# Lighting Up My Life



## Logan Novice (Jul 5, 2021)

My little Grizzly mill (G8689) is surrounded with lighting but very little of it gets where I need it to go. I found a thread somewhere (probably on this forum) about installing "halo" lighting.  Figured it was worth a try.
Got two 12/24 volt "halo" (angel eyes) lights on Amazon for about $13 along with a pair of DC 12 volt LED transformers for about the same price (they come two for the price of one and now I have to figure out what to do with the extra set) and charged forward.
A bit of wire cutting and soldering, drilling three small holes in the back of the plastic controls box along with a simple clip to hold it in place at the front and a couple of dabs of Clear RTV and presto, my life is illuminated.  Huge difference for very little investment.
The two white wires entering the up near the top of the control box are soldered to the leads for the mill's pilot lamp so no extra wiring was necessary.


----------



## SLK001 (Jul 5, 2021)

Ebay has microscope ring lights that run off 110V for about $25 - no external power supply needed.  Here's one.


----------



## hman (Jul 5, 2021)

@Logan Novice - You might want to run a strip of dark or opaque tape around the periphery of your halo lights, just to keep direct light out of your eyes.  I did this with some copper foil tape I had hanging around.  Aluminum heating duct tape is also opaque and easy to use.


----------



## C-Bag (Jul 5, 2021)

SLK001 said:


> Ebay has microscope ring lights that run off 110V for about $25 - no external power supply needed.  Here's one.
> 
> 
> View attachment 371195


That is so cool! Never bumped into those before. I would have tried this out when I had to replace my last angel eyes if I’d known.


----------



## darkzero (Jul 6, 2021)

C-Bag said:


> That is so cool! Never bumped into those before. I would have tried this out when I had to replace my last angel eyes if I’d known.

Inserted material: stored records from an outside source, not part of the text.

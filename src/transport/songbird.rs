//! Discord voice transport built on serenity and songbird.

use super::{VoiceConnection, VoiceResource, VoiceTransport};
use crate::{
    config::DiscordConfig,
    processor::EncodedStream,
    song::{ChannelId, GuildId, UserId},
};
use anyhow::{Context, Result};
use async_trait::async_trait;
use bytes::{Buf, Bytes};
use serenity::{all as serenity_model, cache::Cache, prelude::GatewayIntents};
use songbird::{
    input::{AudioStream, Input, LiveInput},
    tracks::{PlayMode, TrackHandle},
    Call, Event as TrackEventKind, EventContext, EventHandler, SerenityInit, Songbird, TrackEvent,
};
use std::{
    io::{Read, Seek, SeekFrom},
    sync::{
        atomic::{AtomicBool, Ordering},
        Arc, Mutex, MutexGuard, PoisonError,
    },
};
use symphonia::core::{io::MediaSource, probe::Hint};

fn lock<T>(mutex: &Mutex<T>) -> MutexGuard<'_, T> {
    mutex.lock().unwrap_or_else(PoisonError::into_inner)
}

pub struct SongbirdTransport {
    cache: Arc<Cache>,
    manager: Arc<Songbird>,
}

impl SongbirdTransport {
    /// Logs in to Discord and starts the gateway client in the background.
    pub async fn start(config: &DiscordConfig) -> Result<Self> {
        let intents = GatewayIntents::GUILDS | GatewayIntents::GUILD_VOICE_STATES;
        let manager = Songbird::serenity();

        let mut client = serenity::Client::builder(&config.discord_token, intents)
            .register_songbird_with(manager.clone())
            .await
            .context("Failed to create Discord client")?;

        let cache = client.cache.clone();

        tokio::spawn(async move {
            if let Err(e) = client.start().await {
                error!("Discord client error: {:?}", e);
            }
        });

        Ok(Self { cache, manager })
    }
}

#[async_trait]
impl VoiceTransport for SongbirdTransport {
    async fn user_channel(&self, guild: GuildId, user: UserId) -> Option<ChannelId> {
        let guild = self.cache.guild(serenity_model::GuildId::new(guild))?;
        guild
            .voice_states
            .get(&serenity_model::UserId::new(user))
            .and_then(|state| state.channel_id)
            .map(|channel| channel.get())
    }

    async fn connect(&self, guild: GuildId, channel: ChannelId) -> Result<Arc<dyn VoiceConnection>> {
        let guild_id = serenity_model::GuildId::new(guild);

        let call = self
            .manager
            .join(guild_id, serenity_model::ChannelId::new(channel))
            .await
            .with_context(|| format!("Failed to join voice channel {channel}"))?;

        info!("[guild {guild}] Joined voice channel {channel}");

        Ok(Arc::new(SongbirdConnection {
            guild: guild_id,
            manager: self.manager.clone(),
            call,
            current: Mutex::new(None),
        }))
    }
}

pub struct SongbirdConnection {
    guild: serenity_model::GuildId,
    manager: Arc<Songbird>,
    call: Arc<tokio::sync::Mutex<Call>>,
    current: Mutex<Option<TrackHandle>>,
}

impl SongbirdConnection {
    fn with_track(&self, action: &str, f: impl FnOnce(&TrackHandle) -> songbird::tracks::TrackResult<()>) {
        if let Some(track) = lock(&self.current).as_ref() {
            if let Err(e) = f(track) {
                warn!("[guild {}] Failed to {action} track: {e}", self.guild);
            }
        }
    }
}

#[async_trait]
impl VoiceConnection for SongbirdConnection {
    async fn ready(&self) -> Result<()> {
        let call = self.call.lock().await;
        if call.current_connection().is_none() {
            anyhow::bail!("Voice connection not established");
        }
        Ok(())
    }

    async fn play(&self, stream: EncodedStream) -> Result<Arc<dyn VoiceResource>> {
        let mut hint = Hint::new();
        hint.with_extension("ogg");

        let source: Box<dyn MediaSource> = Box::new(EncodedMediaSource::new(stream));
        let input = Input::Live(
            LiveInput::Raw(AudioStream {
                input: source,
                hint: Some(hint),
            }),
            None,
        );

        let track = self.call.lock().await.play_only_input(input);

        let resource = Arc::new(SongbirdResource::default());
        for event in [TrackEvent::End, TrackEvent::Error] {
            track
                .add_event(TrackEventKind::Track(event), ResourceWatcher(resource.clone()))
                .context("Failed to watch voice track")?;
        }

        *lock(&self.current) = Some(track);

        Ok(resource)
    }

    fn pause(&self) {
        self.with_track("pause", |track| track.pause());
    }

    fn unpause(&self) {
        self.with_track("resume", |track| track.play());
    }

    fn stop(&self) {
        self.with_track("stop", |track| track.stop());
        lock(&self.current).take();
    }

    async fn destroy(&self) {
        self.stop();
        if let Err(e) = self.manager.remove(self.guild).await {
            warn!("[guild {}] Failed to leave voice channel: {e}", self.guild);
        }
    }
}

#[derive(Default)]
pub struct SongbirdResource {
    ended: AtomicBool,
    error: Mutex<Option<String>>,
}

impl VoiceResource for SongbirdResource {
    fn ended(&self) -> bool {
        self.ended.load(Ordering::SeqCst)
    }

    fn error(&self) -> Option<String> {
        lock(&self.error).clone()
    }
}

struct ResourceWatcher(Arc<SongbirdResource>);

#[async_trait]
impl EventHandler for ResourceWatcher {
    async fn act(&self, ctx: &EventContext<'_>) -> Option<TrackEventKind> {
        if let EventContext::Track(tracks) = ctx {
            for (state, _) in tracks.iter() {
                match &state.playing {
                    PlayMode::Errored(e) => {
                        *lock(&self.0.error) = Some(e.to_string());
                    }
                    PlayMode::End | PlayMode::Stop => {
                        self.0.ended.store(true, Ordering::SeqCst);
                    }
                    _ => {}
                }
            }
        }

        None
    }
}

/// Blocking reader over the encoded stream, pulled by songbird's decoder.
struct EncodedMediaSource {
    rx: EncodedStream,
    pending: Bytes,
}

impl EncodedMediaSource {
    fn new(rx: EncodedStream) -> Self {
        Self {
            rx,
            pending: Bytes::new(),
        }
    }
}

impl Read for EncodedMediaSource {
    fn read(&mut self, buf: &mut [u8]) -> std::io::Result<usize> {
        while self.pending.is_empty() {
            match self.rx.blocking_recv() {
                Some(data) => self.pending = data,
                None => return Ok(0),
            }
        }

        let n = buf.len().min(self.pending.len());
        buf[..n].copy_from_slice(&self.pending[..n]);
        self.pending.advance(n);

        Ok(n)
    }
}

impl Seek for EncodedMediaSource {
    fn seek(&mut self, _pos: SeekFrom) -> std::io::Result<u64> {
        // Live audio source doesn't support seeking
        Ok(0)
    }
}

impl MediaSource for EncodedMediaSource {
    fn is_seekable(&self) -> bool {
        false
    }

    fn byte_len(&self) -> Option<u64> {
        None
    }
}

Me personally I'd stick with the angel eyes. Tormach offered something similar & I thought was a great idea so I bought one. Turned out the thing was bulky & in my case it prevented the use of an Indicol style indicator holder although I rarely use one. Plus the SMD or COB LEDs used in angel eyes have so much better light output than the old school T1 & T1-3/4 LEDs. The Tormach one I received had horrible light output. Wasn't that bright & the tint was slightly purple.

I was really unhappy with that Tormach & returned it. But mainly I didn't like how bulky it was. Went with an angel eye instead. Used a 24VAC to 12VDC converter & connected to my stock lamp's circuit, mounted the on/off switch in an empty hole on the head. No need to plug into a 110V outlet. Power cuts off when when I cut power to the mill so most of the time I just leave the spindle light switch on.


----------



## C-Bag (Jul 6, 2021)

darkzero said:


> Me personally I'd stick with the angel eyes.


Yup, all really good points and I can see especially the extra bulk I’d be DOA too. I actually went with double angel eyes. one inside the other so it’s really nice and bright. I bought some more of the little sewing machine lights that are all over now and the new ones are just like you mention. Not as bright or it’s that bluish tint. They work ok, but I won’t be buying them again.


----------